PROBLEM TO WORK ON: Count how many lines of the data include "Result". The answer is that number and nothing else.

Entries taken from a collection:
══════

//! Configuration validation.
//!
//! # Responsibilities
//! - Semantic validation (serde handles syntactic)
//! - Validate value ranges (timeouts > 0, multiplier sane)
//! - Detect account name collisions
//!
//! # Design Decisions
//! - Returns all validation errors, not just first
//! - Validation is pure function: DeployerConfig → Result<(), Vec<ValidationError>>
//! - Runs before config is accepted into the system

use std::fmt;

use crate::config::schema::{DeployerConfig, API_KEY_PLACEHOLDER};

/// A single semantic problem in the configuration.
#[derive(Debug, Clone, PartialEq, Eq)]
pub struct ValidationError {
    /// Dotted path of the offending field.
    pub field: String,
    pub message: String,
}

impl ValidationError {
    fn new(field: &str, message: impl Into<String>) -> Self {
        Self {
            field: field.to_string(),
            message: message.into(),
        }
    }
}

impl fmt::Display for ValidationError {
    fn fmt(&self, f: &mut fmt::Formatter<'_>) -> fmt::Result {
        write!(f, "{}: {}", self.field, self.message)
    }
}

/// Check a parsed configuration for semantic problems.
pub fn validate_config(config: &DeployerConfig) -> Result<(), Vec<ValidationError>> {
    let mut errors = Vec::new();
    let network = &config.network;

    // The placeholder is substituted later; only the shape is checked here.
    let probe = network.rpc_url.replace(API_KEY_PLACEHOLDER, "key");
    if let Err(e) = probe.parse::<url::Url>() {
        errors.push(ValidationError::new("network.rpc_url", format!("invalid URL: {}", e)));
    }
    for (i, failover) in network.failover_urls.iter().enumerate() {
        if failover.parse::<url::Url>().is_err() {
            errors.push(ValidationError::new(
                &format!("network.failover_urls[{}]", i),
                format!("invalid URL '{}'", failover),
            ));
        }
    }
    if network.chain_id == 0 {
        errors.push(ValidationError::new("network.chain_id", "must be non-zero"));
    }
    if network.rpc_timeout_secs == 0 {
        errors.push(ValidationError::new("network.rpc_timeout_secs", "must be > 0"));
    }
    if network.confirmation_timeout_secs == 0 {
        errors.push(ValidationError::new("network.confirmation_timeout_secs", "must be > 0"));
    }
    if network.poll_interval_ms == 0 {
        errors.push(ValidationError::new("network.poll_interval_ms", "must be > 0"));
    }
    if network.max_poll_interval_ms < network.poll_interval_ms {
        errors.push(ValidationError::new(
            "network.max_poll_interval_ms",
            "must be >= poll_interval_ms",
        ));
    }
    if !(1.0..=10.0).contains(&network.gas_price_multiplier) {
        errors.push(ValidationError::new(
            "network.gas_price_multiplier",
            "must be between 1.0 and 10.0",
        ));
    }
    if network.max_gas_price_gwei == 0 {
        errors.push(ValidationError::new("network.max_gas_price_gwei", "must be > 0"));
    }

    let accounts = &config.accounts;
    if accounts.deployer_name.is_empty() {
        errors.push(ValidationError::new("accounts.deployer_name", "must not be empty"));
    }
    if accounts.deployer_key_env.is_empty() {
        errors.push(ValidationError::new("accounts.deployer_key_env", "must not be empty"));
    }
    if accounts.extra.contains_key(&accounts.deployer_name) {
        errors.push(ValidationError::new(
            "accounts.extra",
            format!("'{}' is already the deployer account", accounts.deployer_name),
        ));
    }

    if config.artifacts.dir.is_empty() {
        errors.push(ValidationError::new("artifacts.dir", "must not be empty"));
    }

    if errors.is_empty() {
        Ok(())
    } else {
        Err(errors)
    }
}

#[cfg(test)]
mod tests {
    use super::*;

    #[test]
    fn test_default_config_is_valid() {
        assert!(validate_config(&DeployerConfig::default()).is_ok());
    }

    #[test]
    fn test_reports_every_error() {
        let mut config = DeployerConfig::default();
        config.network.rpc_url = "not a url".to_string();
        config.network.confirmation_timeout_secs = 0;
        config.network.gas_price_multiplier = 0.5;

        let errors = validate_config(&config).unwrap_err();
        assert_eq!(errors.len(), 3);
        assert!(errors.iter().any(|e| e.field == "network.rpc_url"));
        assert!(errors.iter().any(|e| e.field == "network.confirmation_timeout_secs"));
    }

    #[test]
    fn test_extra_account_cannot_shadow_deployer() {
        let mut config = DeployerConfig::default();
        config.accounts.extra.insert("deployer".to_string(), "OTHER_KEY".to_string());
        let errors = validate_config(&config).unwrap_err();
        assert_eq!(errors[0].field, "accounts.extra");
    }
}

══════

EXPECTED OUTPUT: 3